Serbian politician (born 1948)

Géza Kucsera (Геза Кучера; born 20 September 1948) is a politician and community representative in Serbia. A member of the country's Hungarian national minority community, he served in the Assembly of Vojvodina from 2000 to 2004 and was the mayor of Subotica from 2003 to 2008. During his time in public life, Kucsera was a member of the Alliance of Vojvodina Hungarians (Vajdasági Magyar Szövetség, VMSZ).

He is now a member of Serbia's Hungarian National Council.

==Early life and private career==
Kucsera was born in Dobričevo, in the municipality of Bela Crkva, Vojvodina, in what was then the People's Republic of Serbia in the Federal People's Republic of Yugoslavia. He graduated from Subotica's Teacher Training College, initially worked as a teacher, and was a school principal in Subotica from 1978 to 1992. In the latter year, he was required to return to teaching in the classroom – due, he has said, to ethnic discrimination under Slobodan Milošević's rule.

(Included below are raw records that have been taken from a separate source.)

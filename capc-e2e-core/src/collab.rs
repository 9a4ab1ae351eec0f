//! Collaborator interfaces used by scenarios.
//!
//! The harness never talks to a cluster directly: submission, lookups,
//! namespace lifecycle, event watches and dumps go through an
//! [`OrchestrationEndpoint`], and template rendering through a
//! [`TemplateRenderer`]. Production implementations live in
//! [`crate::kubectl`], test doubles in [`crate::mock`].

use std::fmt;
use std::path::{Path, PathBuf};

use async_trait::async_trait;
use serde::Serialize;

use crate::errors::EndpointError;

/// A namespace created for one scenario instance.
#[derive(Debug, Clone, PartialEq, Eq, Serialize)]
pub struct NamespaceRef {
    pub name: String,
}

impl NamespaceRef {
    pub fn new(name: impl Into<String>) -> Self {
        Self { name: name.into() }
    }
}

impl fmt::Display for NamespaceRef {
    fn fmt(&self, f: &mut fmt::Formatter<'_>) -> fmt::Result {
        f.write_str(&self.name)
    }
}

/// A submitted workload cluster.
#[derive(Debug, Clone, PartialEq, Eq, Serialize)]
pub struct ClusterRef {
    pub namespace: String,
    pub name: String,
}

impl ClusterRef {
    pub fn new(namespace: impl Into<String>, name: impl Into<String>) -> Self {
        Self {
            namespace: namespace.into(),
            name: name.into(),
        }
    }
}

impl fmt::Display for ClusterRef {
    fn fmt(&self, f: &mut fmt::Formatter<'_>) -> fmt::Result {
        write!(f, "{}/{}", self.namespace, self.name)
    }
}

/// Everything the renderer needs to produce a workload cluster template.
#[derive(Debug, Clone, PartialEq, Eq, Serialize)]
pub struct ClusterTemplateRequest {
    pub namespace: String,
    pub cluster_name: String,
    pub kubernetes_version: String,
    pub control_plane_machine_count: u32,
    pub worker_machine_count: u32,
    pub flavor: String,
    pub infrastructure_provider: String,
    pub kubeconfig_path: PathBuf,
    pub clusterctl_config_path: PathBuf,
    /// Where the renderer may leave its own logs and the rendered template.
    pub log_folder: PathBuf,
}

/// A rendered, ready-to-apply template.
#[derive(Debug, Clone, PartialEq, Eq)]
pub struct TemplateDocument {
    pub contents: Vec<u8>,
}

impl TemplateDocument {
    pub fn new(contents: impl Into<Vec<u8>>) -> Self {
        Self {
            contents: contents.into(),
        }
    }

    pub fn as_bytes(&self) -> &[u8] {
        &self.contents
    }

    pub fn is_empty(&self) -> bool {
        self.contents.is_empty()
    }
}

/// Handle for a running namespace event watch.
pub trait WatchSubscription: Send {
    /// Stop the watch. Must not block.
    fn cancel(self: Box<Self>);
}

/// Control-plane API that reconciles submitted templates asynchronously.
#[async_trait]
pub trait OrchestrationEndpoint: Send + Sync {
    /// Cluster-identity name; also names the log folder under
    /// `<artifacts>/clusters/`.
    fn name(&self) -> &str;

    fn kubeconfig_path(&self) -> &Path;

    async fn create_namespace(&self, name: &str) -> Result<NamespaceRef, EndpointError>;

    async fn delete_namespace(&self, namespace: &NamespaceRef) -> Result<(), EndpointError>;

    /// Start streaming namespace events into `out_dir`.
    async fn watch_namespace_events(
        &self,
        namespace: &NamespaceRef,
        out_dir: &Path,
    ) -> Result<Box<dyn WatchSubscription>, EndpointError>;

    async fn apply(&self, template: &TemplateDocument) -> Result<(), EndpointError>;

    /// Look up a cluster; [`EndpointError::NotFound`] when it does not exist.
    async fn get_cluster_by_name(&self, name: &str, namespace: &str) -> Result<ClusterRef, EndpointError>;

    async fn delete_cluster(&self, cluster: &ClusterRef) -> Result<(), EndpointError>;

    /// Dump the namespace's resources under `out_dir` for post-mortem.
    async fn dump_resources(&self, namespace: &NamespaceRef, out_dir: &Path) -> Result<(), EndpointError>;
}

#[async_trait]
pub trait TemplateRenderer: Send + Sync {
    async fn render(&self, request: &ClusterTemplateRequest) -> Result<TemplateDocument, EndpointError>;
}
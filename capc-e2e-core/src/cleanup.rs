//! Scenario teardown.
//!
//! [`ScenarioResources`] is filled in by the controller as it acquires
//! things and moved into [`CleanupGuarantor::teardown`] exactly once. Order:
//! 1. dump namespace resources (best effort, also when cleanup is skipped)
//! 2. cancel the event watch (always)
//! 3. delete the cluster and optionally wait for it to go away
//! 4. delete the namespace
//!
//! Steps 3 and 4 are skipped with `skip_cleanup`. Failures are collected in
//! the [`CleanupReport`] and logged; they never replace the scenario result.

use std::path::PathBuf;
use std::sync::Arc;

use async_trait::async_trait;
use serde::{Serialize, Serializer};
use tracing::{debug, info, warn};

use crate::cancel::CancelToken;
use crate::collab::{ClusterRef, NamespaceRef, OrchestrationEndpoint, WatchSubscription};
use crate::errors::CleanupError;
use crate::poll::{DeadlineBudget, PollOutcome, PollResult, Probe, StopFlag, poll_until};

/// Resources owned by one scenario run.
pub struct ScenarioResources {
    pub scenario: String,
    /// `<artifacts>/clusters/<proxy>/resources`; endpoints write per-namespace
    /// events and dumps below it.
    pub resources_dir: PathBuf,
    pub namespace: Option<NamespaceRef>,
    pub watch: Option<Box<dyn WatchSubscription>>,
    pub cluster: Option<ClusterRef>,
}

impl ScenarioResources {
    pub fn new(scenario: impl Into<String>, resources_dir: impl Into<PathBuf>) -> Self {
        Self {
            scenario: scenario.into(),
            resources_dir: resources_dir.into(),
            namespace: None,
            watch: None,
            cluster: None,
        }
    }
}

impl std::fmt::Debug for ScenarioResources {
    fn fmt(&self, f: &mut std::fmt::Formatter<'_>) -> std::fmt::Result {
        f.debug_struct("ScenarioResources")
            .field("scenario", &self.scenario)
            .field("namespace", &self.namespace)
            .field("watch", &self.watch.is_some())
            .field("cluster", &self.cluster)
            .finish()
    }
}

impl Drop for ScenarioResources {
    fn drop(&mut self) {
        // Teardown takes the watch; reaching here with one means teardown
        // never ran.
        if let Some(watch) = self.watch.take() {
            warn!(scenario = %self.scenario, "Scenario resources dropped without teardown; cancelling watch");
            watch.cancel();
        }
    }
}

/// What teardown did.
#[derive(Debug, Default, Serialize)]
pub struct CleanupReport {
    pub dumped: bool,
    pub watch_cancelled: bool,
    pub cluster_deleted: bool,
    pub namespace_deleted: bool,
    pub deletion_skipped: bool,
    #[serde(serialize_with = "serialize_errors")]
    pub errors: Vec<CleanupError>,
}

impl CleanupReport {
    pub fn is_clean(&self) -> bool {
        self.errors.is_empty()
    }
}

fn serialize_errors<S: Serializer>(errors: &[CleanupError], serializer: S) -> Result<S::Ok, S::Error> {
    serializer.collect_seq(errors.iter().map(ToString::to_string))
}

/// Polls until a deleted cluster is no longer reported by the endpoint.
pub struct ClusterGoneProbe {
    endpoint: Arc<dyn OrchestrationEndpoint>,
    cluster: ClusterRef,
}

impl ClusterGoneProbe {
    pub fn new(endpoint: Arc<dyn OrchestrationEndpoint>, cluster: ClusterRef) -> Self {
        Self { endpoint, cluster }
    }
}

#[async_trait]
impl Probe for ClusterGoneProbe {
    fn describe(&self) -> String {
        format!("cluster {} deleted", self.cluster)
    }

    async fn probe(&self, _stop: &StopFlag) -> PollResult {
        match self
            .endpoint
            .get_cluster_by_name(&self.cluster.name, &self.cluster.namespace)
            .await
        {
            Ok(_) => PollResult::NotFound,
            Err(e) if e.is_not_found() => PollResult::Found(self.cluster.to_string()),
            Err(e) => {
                debug!(cluster = %self.cluster, error = %e, "Cluster lookup failed during deletion wait");
                PollResult::NotFound
            }
        }
    }
}

/// Runs teardown for scenario resources.
#[derive(Clone)]
pub struct CleanupGuarantor {
    endpoint: Arc<dyn OrchestrationEndpoint>,
    skip_cleanup: bool,
    delete_wait: Option<DeadlineBudget>,
}

impl CleanupGuarantor {
    pub fn new(endpoint: Arc<dyn OrchestrationEndpoint>, skip_cleanup: bool) -> Self {
        Self {
            endpoint,
            skip_cleanup,
            delete_wait: None,
        }
    }

    /// Wait for cluster deletion within `budget` before deleting the namespace.
    pub fn with_delete_wait(mut self, budget: Option<DeadlineBudget>) -> Self {
        self.delete_wait = budget;
        self
    }

    pub async fn teardown(&self, mut resources: ScenarioResources) -> CleanupReport {
        let mut report = CleanupReport::default();
        let scenario = resources.scenario.clone();

        if let Some(namespace) = &resources.namespace {
            match self
                .endpoint
                .dump_resources(namespace, &resources.resources_dir)
                .await
            {
                Ok(()) => report.dumped = true,
                Err(source) => report.errors.push(CleanupError::Dump {
                    namespace: namespace.name.clone(),
                    source,
                }),
            }
        }

        if let Some(watch) = resources.watch.take() {
            watch.cancel();
            report.watch_cancelled = true;
        }

        if self.skip_cleanup {
            report.deletion_skipped = true;
            info!(
                scenario = %scenario,
                namespace = ?resources.namespace.as_ref().map(|ns| ns.name.as_str()),
                "Skipping cluster and namespace deletion"
            );
        } else {
            if let Some(cluster) = resources.cluster.take() {
                self.delete_cluster(&cluster, &mut report).await;
            }
            if let Some(namespace) = resources.namespace.take() {
                match self.endpoint.delete_namespace(&namespace).await {
                    Ok(()) => report.namespace_deleted = true,
                    Err(source) => report.errors.push(CleanupError::DeleteNamespace {
                        namespace: namespace.name,
                        source,
                    }),
                }
            }
        }

        for error in &report.errors {
            warn!(scenario = %scenario, error = %error, "Cleanup step failed");
        }
        info!(
            scenario = %scenario,
            dumped = report.dumped,
            watch_cancelled = report.watch_cancelled,
            cluster_deleted = report.cluster_deleted,
            namespace_deleted = report.namespace_deleted,
            "Cleanup finished"
        );
        report
    }

    async fn delete_cluster(&self, cluster: &ClusterRef, report: &mut CleanupReport) {
        if let Err(source) = self.endpoint.delete_cluster(cluster).await {
            report.errors.push(CleanupError::DeleteCluster {
                namespace: cluster.namespace.clone(),
                name: cluster.name.clone(),
                source,
            });
            return;
        }
        let Some(budget) = self.delete_wait else {
            report.cluster_deleted = true;
            return;
        };

        // Teardown is not interruptible; a cancelled run still cleans up.
        let probe = ClusterGoneProbe::new(Arc::clone(&self.endpoint), cluster.clone());
        let poll = poll_until(&probe, budget, &CancelToken::never()).await;
        match poll.outcome {
            PollOutcome::Found(_) => report.cluster_deleted = true,
            _ => report.errors.push(CleanupError::ClusterDeletionTimeout {
                namespace: cluster.namespace.clone(),
                name: cluster.name.clone(),
                waited: poll.elapsed,
            }),
        }
    }
}
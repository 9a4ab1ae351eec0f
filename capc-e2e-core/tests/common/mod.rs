#![allow(dead_code)]

pub mod fixtures;
pub mod logging;

pub use fixtures::{LogTree, ScenarioFixture};
pub use logging::init_test_logging;
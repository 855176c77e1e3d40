//! Row shapes as the store returns them. Handlers pass rows through as JSON;
//! these types describe them for the OpenAPI document and for tests.

pub mod customer;
pub mod order;
pub mod payment;
pub mod record;
pub mod report;
pub mod responses;

pub use customer::Customer;
pub use order::Order;
pub use payment::Payment;
pub use record::Record;
pub use report::{ProductRevenue, RecentOrder, TopCustomer};
pub use responses::{
    CustomerCreated, ErrorBody, MessageBody, OrderCreated, PaymentCreated, RecordCreated, RecordUpdated,
};
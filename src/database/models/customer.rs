use serde::{Deserialize, Serialize};
use utoipa::ToSchema;

#[derive(Debug, Clone, Serialize, Deserialize, ToSchema)]
pub struct Customer {
    pub customer_id: i32,
    pub name: String,
    pub email: String,
    pub phone: Option<String>,
}
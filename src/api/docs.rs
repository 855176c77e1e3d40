use utoipa::openapi::security::{ApiKey, ApiKeyValue, SecurityScheme};
use utoipa::openapi::{self, Server};
use utoipa::{Modify, OpenApi};
use utoipa_swagger_ui::SwaggerUi;

use crate::config::AppConfig;
use crate::database::models::{
    Customer, CustomerCreated, ErrorBody, MessageBody, Order, OrderCreated, Payment, PaymentCreated, ProductRevenue,
    RecentOrder, Record, RecordCreated, RecordUpdated, TopCustomer,
};
use crate::handlers::{orders, records};
use crate::middleware::API_KEY_HEADER;

/// Path of the interactive explorer
pub const DOCS_PATH: &str = "/api-docs";

/// Path of the generated OpenAPI document
pub const OPENAPI_PATH: &str = "/openapi.json";

#[derive(OpenApi)]
#[openapi(
    info(
        title = "Records API",
        description = "CRUD and reporting over records, customers, orders and payments. \
                       Every `/api` route requires the `x-api-key` header.",
        license(name = "MIT", url = "https://opensource.org/licenses/MIT"),
    ),
    paths(
        records::add_record,
        records::get_records,
        records::update_record,
        records::delete_record,
        orders::add_customer,
        orders::add_order,
        orders::add_payment,
        orders::top_customers,
        orders::recent_orders,
        orders::revenue_per_product,
    ),
    components(schemas(
        Customer,
        Order,
        Payment,
        Record,
        TopCustomer,
        RecentOrder,
        ProductRevenue,
        CustomerCreated,
        OrderCreated,
        PaymentCreated,
        RecordCreated,
        RecordUpdated,
        MessageBody,
        ErrorBody,
    )),
    modifiers(&SecurityAddon),
    tags(
        (name = "Records", description = "API for managing records"),
        (name = "Orders", description = "Customers, orders, payments and sales reports"),
    ),
    security(("ApiKeyAuth" = []))
)]
pub struct ApiDoc;

struct SecurityAddon;

impl Modify for SecurityAddon {
    fn modify(&self, openapi: &mut openapi::OpenApi) {
        let components = openapi.components.get_or_insert_with(Default::default);
        components.add_security_scheme(
            "ApiKeyAuth",
            SecurityScheme::ApiKey(ApiKey::Header(ApiKeyValue::new(API_KEY_HEADER))),
        );
    }
}

/// The OpenAPI document, advertising the configured base URL as its server
pub fn openapi_document(config: &AppConfig) -> openapi::OpenApi {
    let mut doc = ApiDoc::openapi();
    doc.servers = Some(vec![Server::new(config.docs.base_url.clone())]);
    doc
}

/// Swagger UI plus the raw document; mounted outside the credential gate
pub fn swagger_ui(config: &AppConfig) -> SwaggerUi {
    SwaggerUi::new(DOCS_PATH).url(OPENAPI_PATH, openapi_document(config))
}
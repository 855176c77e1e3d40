use axum::{extract::State, http::StatusCode, response::IntoResponse, Json};
use serde_json::json;

use crate::state::AppState;

/// GET /health - liveness plus a store ping; not behind the credential gate
pub async fn health(State(state): State<AppState>) -> impl IntoResponse {
    let now = chrono::Utc::now();

    match state.store.ping().await {
        Ok(()) => (
            StatusCode::OK,
            Json(json!({
                "status": "ok",
                "timestamp": now,
                "database": "ok"
            })),
        ),
        Err(e) => {
            tracing::warn!("Health check failed: {}", e);
            (
                StatusCode::SERVICE_UNAVAILABLE,
                Json(json!({
                    "status": "degraded",
                    "timestamp": now,
                    "error": "database unavailable"
                })),
            )
        }
    }
}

He is now retired.

==Politician==
===Local politics===
The VMSZ won a plurality victory in Subotica in the 1996 Serbian local elections. When the municipal government was established in early 1997, Kucsera was appointed to the executive council with responsibility for education. The VMSZ subsequently participated in the 2000 local elections as part of the Democratic Opposition of Serbia (Demokratska opozicija Srbije, DOS), a broad and ideologically diverse coalition of parties opposed to Milošević's administration. The DOS won a landslide victory in Subotica; Kucsera was elected to the municipal assembly and was then re-appointed to his prior role on council. He was promoted to chair of the executive committee in May 2002 and served in this role until May 2003, when he was appointed as president of the municipal assembly, a position that was at the time equivalent to mayor.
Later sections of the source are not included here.